На российским рынке ИТ и ИБ доминируют компании США и других западных стран, которые разрабатывают свои продукты и системы с ориентацией на свои рынки, своих потребителей, в частности на свои банки. Евгений Царев, начальник отдела компании «Техносерв», отметил, что российские банки по оборотам, продуктам ведению бизнеса значительно отличаются от банков США. Но им приходится использовать продукты, разработанные для значительно большего и конкурентного рынка США, на котором действуют множество специализированных компаний, в том числе и в области ИБ, в совсем других условиях…

Он также отметил, что при определении развития, например, ДБО, и учете соответствующих рисков надо учитывать всю совокупность рисков банка и банковской системы. А эта совокупность для России значительно выше, чем для США. Евгений Царев подчеркнул, что, в частности, кредитные риски для российских банков значительно выше («Банки — заложники долгов»), чем риски в ДБО и изложил свое представление о нормальной обработке этих рисков.

Фото: Альберт Тахавиев, Bankir.Ru

О «позитивном» анализе защищенности платежных приложений рассказал Дмитрий Кузнецов. Как повод для оптимизма он отметил уменьшение доли критических уязвимостей, причем банки опережают другие отрасли, и как факторы снижения уровня защищенности — игнорирование общепринятых стандартов, проблема единственного вендора, непонимание вопросов безопасности разработчиками и эксплуатантами. Например, в поле зрения безопасников только платежные приложения, а другие уязвимые системы в том же сегменте сети игнорируются. Кузнецов особо выделил объединение разнородных платежных сервисов в рамках Национальной платежной системы (НПС) как новую и очень серьезную угрозу для ИБ.

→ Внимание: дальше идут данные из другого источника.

//! SQLite connection handling.
//!
//! Connections are created on demand. Readers run concurrently under WAL;
//! writers go through a process-wide lock so concurrent harvests and the
//! scheduler never fight over the database write lock.

use std::ops::{Deref, DerefMut};
use std::path::Path;
use std::sync::Arc;

use diesel::sqlite::SqliteConnection;
use diesel_async::sync_connection_wrapper::SyncConnectionWrapper;
use diesel_async::{AsyncConnection, SimpleAsyncConnection};
use tokio::sync::{Mutex, OwnedMutexGuard};

use super::util::connection_error;

/// Diesel error type alias.
pub type DbError = diesel::result::Error;

/// Async SQLite connection type.
pub type SqliteConn = SyncConnectionWrapper<SqliteConnection>;

const CONNECTION_PRAGMAS: &str = "PRAGMA busy_timeout = 30000; PRAGMA synchronous = NORMAL;";

/// SQLite connection pool (lightweight - creates connections on demand).
#[derive(Clone)]
pub struct SqlitePool {
    database_url: String,
    write_lock: Arc<Mutex<()>>,
}

impl SqlitePool {
    /// Create a new SQLite pool.
    pub fn new(database_url: &str) -> Self {
        let url = database_url.strip_prefix("sqlite:").unwrap_or(database_url);
        Self {
            database_url: url.to_string(),
            write_lock: Arc::new(Mutex::new(())),
        }
    }

    /// Create pool from a file path.
    pub fn from_path(path: &Path) -> Self {
        Self::new(&path.display().to_string())
    }

    /// Get a connection for reads.
    pub async fn get(&self) -> Result<SqliteConn, DbError> {
        let mut conn = SqliteConn::establish(&self.database_url)
            .await
            .map_err(connection_error)?;
        conn.batch_execute(CONNECTION_PRAGMAS).await?;
        Ok(conn)
    }

    /// Get a connection that holds the write lock until dropped.
    pub async fn writer(&self) -> Result<WriteConn, DbError> {
        let guard = self.write_lock.clone().lock_owned().await;
        let conn = self.get().await?;
        Ok(WriteConn {
            conn,
            _guard: guard,
        })
    }

    /// Get the database URL.
    pub fn database_url(&self) -> &str {
        &self.database_url
    }
}

/// A connection holding the process-wide write lock.
pub struct WriteConn {
    conn: SqliteConn,
    _guard: OwnedMutexGuard<()>,
}

impl Deref for WriteConn {
    type Target = SqliteConn;

    fn deref(&self) -> &Self::Target {
        &self.conn
    }
}

impl DerefMut for WriteConn {
    fn deref_mut(&mut self) -> &mut Self::Target {
        &mut self.conn
    }
}

#[cfg(test)]
mod tests {
    use super::*;

    #[test]
    fn test_sqlite_prefix_stripped() {
        let pool = SqlitePool::new("sqlite:/tmp/leads.db");
        assert_eq!(pool.database_url(), "/tmp/leads.db");
        assert_eq!(SqlitePool::new("leads.db").database_url(), "leads.db");
    }

    #[tokio::test]
    async fn test_writers_are_serialized() {
        let dir = tempfile::tempdir().unwrap();
        let pool = SqlitePool::from_path(&dir.path().join("lock.db"));

        let first = pool.writer().await.unwrap();
        let pool2 = pool.clone();
        let waiter = tokio::spawn(async move { pool2.writer().await.map(|_| ()) });

        tokio::time::sleep(std::time::Duration::from_millis(50)).await;
        assert!(!waiter.is_finished());

        drop(first);
        waiter.await.unwrap().unwrap();
    }
}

В заключение банковской секции в присутствии экспертов по ИБ и представителей финансовых организаций прошел конкурс «Большой ку$h». Была подготовлена среда с типичными уязвимостями систем ДБО, хакеры использовали эти уязвимости и перевели на свои виртуальные счета различные денежные суммы, а затем сняли их через банкомат, который располагался рядом с местом проведения конкурса. Победителем стал Алексей Осипов, студент пятого курса Московского энергетического института.

Подробные описания этого и других конкурсов, а также презентаций докладов форума вскоре будут размещены на сайте организаторов.